On this method, set tableSchemaFile
to a path to the JSON-encoded schema file which you used for creating the table on BigQuery. see table schema for detail information.
Example:
[
{
"name": "Timestamp",
"type": "TIMESTAMP",
"mode": "REQUIRED"
},
{
"name": "FormattedMessage",
"type": "STRING",
"mode": "REQUIRED"
}
]
Specifying insertId property
BigQuery uses insertId
property to detect duplicate insertion requests (see data consistency in Google BigQuery documents).
You can set insertIdFieldName
option to specify the field to use as insertId
property.
If set %uuid%
to insertIdFieldName
, generate uuid each time.
Dynamic table creating
When autoCreateTable
is set to true
, check to exists the table before insertion, then create table if does not exist. When table id changed, do this sequence again.

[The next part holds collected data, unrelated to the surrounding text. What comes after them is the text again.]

//! Request execution pipeline.
//!
//! Every request follows one stage order: cache probe, timeout and signal
//! composition, transport call, optional transform hook, status check, cache
//! store, decode. Cross-cutting behavior lives in collaborators injected at
//! construction: a [`Transport`] performs the exchange, a
//! [`ResponseCache`](crate::cache::ResponseCache) short-circuits repeated
//! GETs, a [`RetryRunner`](crate::retry::RetryRunner) re-runs failed
//! attempts and a [`RateLimiter`](crate::limit::RateLimiter) bounds how many
//! requests are in flight at once.

use std::sync::Arc;
use std::time::Duration;

use futures::future::BoxFuture;
use tracing::{debug, instrument, warn};

use crate::cache::{cache_key, ResponseCache};
use crate::limit::RateLimiter;
use crate::retry::RetryRunner;
use crate::transport::Transport;

mod decode;
mod error;
mod signal;
mod types;

pub use decode::{decode_response, Decoded};
pub use error::{classify, classify_hook, PipelineError, PipelineErrorKind};
pub use signal::CancelSignal;
pub use types::{HttpResponse, RequestSpec, TransformHook};

/// Timeout applied when neither the pipeline nor the request sets one, in
/// milliseconds.
pub const DEFAULT_TIMEOUT_MS: u64 = 10_000;

/// Outcome of a pipeline execution.
pub type PipelineResult = Result<Decoded, PipelineError>;

/// Boxed future for one attempt of a request.
pub type UnitFuture<'a> = BoxFuture<'a, PipelineResult>;

/// Factory over the retryable unit of a request. Retry coordinators call it
/// once per attempt, so every attempt gets a fresh timeout window and a
/// fresh composed signal.
pub type UnitFn<'a> = Box<dyn Fn() -> UnitFuture<'a> + Send + Sync + 'a>;

/// Request execution pipeline.
///
/// The cache is probed exactly once per [`execute`](Pipeline::execute) call,
/// before retry and rate limiting come into play. The retry coordinator
/// wraps everything after the probe as one unit, and the rate limiter wraps
/// the retry loop in turn, so a single in-flight slot covers all attempts
/// of a request.
pub struct Pipeline {
    transport: Arc<dyn Transport>,
    cache: Option<Arc<dyn ResponseCache>>,
    limiter: Option<Arc<dyn RateLimiter>>,
    retry: Option<Arc<dyn RetryRunner>>,
    timeout: Duration,
}

/// Builder for a [`Pipeline`]. Only the transport is required.
pub struct PipelineBuilder {
    transport: Arc<dyn Transport>,
    cache: Option<Arc<dyn ResponseCache>>,
    limiter: Option<Arc<dyn RateLimiter>>,
    retry: Option<Arc<dyn RetryRunner>>,
    timeout: Duration,
}

impl PipelineBuilder {
    pub fn with_cache(mut self, cache: Arc<dyn ResponseCache>) -> Self {
        self.cache = Some(cache);
        self
    }

    pub fn with_rate_limiter(mut self, limiter: Arc<dyn RateLimiter>) -> Self {
        self.limiter = Some(limiter);
        self
    }

    pub fn with_retry(mut self, retry: Arc<dyn RetryRunner>) -> Self {
        self.retry = Some(retry);
        self
    }

    /// Default timeout for requests that do not carry their own.
    pub fn with_timeout(mut self, timeout: Duration) -> Self {
        self.timeout = timeout;
        self
    }

    pub fn build(self) -> Pipeline {
        Pipeline {
            transport: self.transport,
            cache: self.cache,
            limiter: self.limiter,
            retry: self.retry,
            timeout: self.timeout,
        }
    }
}

impl Pipeline {
    /// Pipeline with no cache, no retry and no rate limiting.
    pub fn new(transport: Arc<dyn Transport>) -> Self {
        Self::builder(transport).build()
    }

    pub fn builder(transport: Arc<dyn Transport>) -> PipelineBuilder {
        PipelineBuilder {
            transport,
            cache: None,
            limiter: None,
            retry: None,
            timeout: Duration::from_millis(DEFAULT_TIMEOUT_MS),
        }
    }

    /// Run `spec` through the pipeline.
    ///
    /// # Errors
    ///
    /// Returns a [`PipelineError`] classifying the failure: `Network` for
    /// transport faults, `HttpStatus` for non-2xx answers, `Timeout` when
    /// the attempt's signal fired first and `Configuration` for contract
    /// violations such as an undecodable JSON body.
    #[instrument(skip(self, spec), fields(method = %spec.method, url = %spec.url))]
    pub async fn execute(&self, spec: RequestSpec) -> PipelineResult {
        if spec.is_cacheable() {
            if let Some(cache) = &self.cache {
                let key = cache_key(&spec.method, &spec.url);
                if let Some(stored) = cache.get(&key) {
                    debug!("serving response from cache");
                    return decode_response(&spec, &stored);
                }
            }
        }

        let spec = &spec;
        let unit: UnitFn<'_> = Box::new(move || Box::pin(self.attempt(spec)));
        let wrapped: UnitFuture<'_> = match &self.retry {
            Some(retry) => retry.run(unit),
            None => unit(),
        };
        match &self.limiter {
            Some(limiter) => limiter.schedule(wrapped).await,
            None => wrapped.await,
        }
    }

    /// One attempt: signal composition through decode.
    async fn attempt(&self, spec: &RequestSpec) -> PipelineResult {
        let timeout = spec.timeout.unwrap_or(self.timeout);
        let timer = CancelSignal::after(timeout);
        let signal = match &spec.signal {
            Some(caller) => CancelSignal::any([caller.clone(), timer.clone()]),
            None => timer.clone(),
        };

        let exchanged = self.exchange(spec, &signal, timeout).await;
        // Settled either way; release the timer task.
        timer.cancel();
        let response = exchanged?;

        if !response.is_success() {
            return Err(PipelineError::http_status(spec, &response));
        }

        if spec.is_cacheable() {
            if let Some(cache) = &self.cache {
                cache.set(&cache_key(&spec.method, &spec.url), response.clone());
            }
        }

        decode_response(spec, &response)
    }

    /// Race the transport call and transform hook against the composed
    /// signal. `biased` polls the cancellation branch first, so an already
    /// cancelled signal wins without the transport ever being invoked.
    async fn exchange(
        &self,
        spec: &RequestSpec,
        signal: &CancelSignal,
        timeout: Duration,
    ) -> Result<HttpResponse, PipelineError> {
        tokio::select! {
            biased;

            _ = signal.cancelled() => {
                warn!(timeout_ms = timeout.as_millis() as u64, "request cancelled before a response arrived");
                Err(PipelineError::timeout(spec, timeout))
            }
            result = async {
                let response = self
                    .transport
                    .send(spec, signal)
                    .await
                    .map_err(|err| classify(err, spec, signal, timeout))?;
                match &spec.transform {
                    Some(hook) => hook(response).await.map_err(|err| classify_hook(err, spec)),
                    None => Ok(response),
                }
            } => result,
        }
    }
}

In other words, no table existing check occurred if not change table id.
Lookup field value
To find the value corresponding to the BigQuery table field from EventData, we use the following process.
- Find matching name from common EventData properties.
- Find matching name from Payloads.
- Error if field mode is "REQUIRED", else will not set the field value.
Supported common EventData properties:
Name | Description | Data type |
---|---|---|
Timestamp | Timestamp of the event | TIMESTAMP |
ProviderName | Provider name | STRING |
Level | Level of the event | INTEGER |
Keywords | Keywords for the event | INTEGER |
NOTE: EventData value's data type and BigQuery table field's data type must be matched too.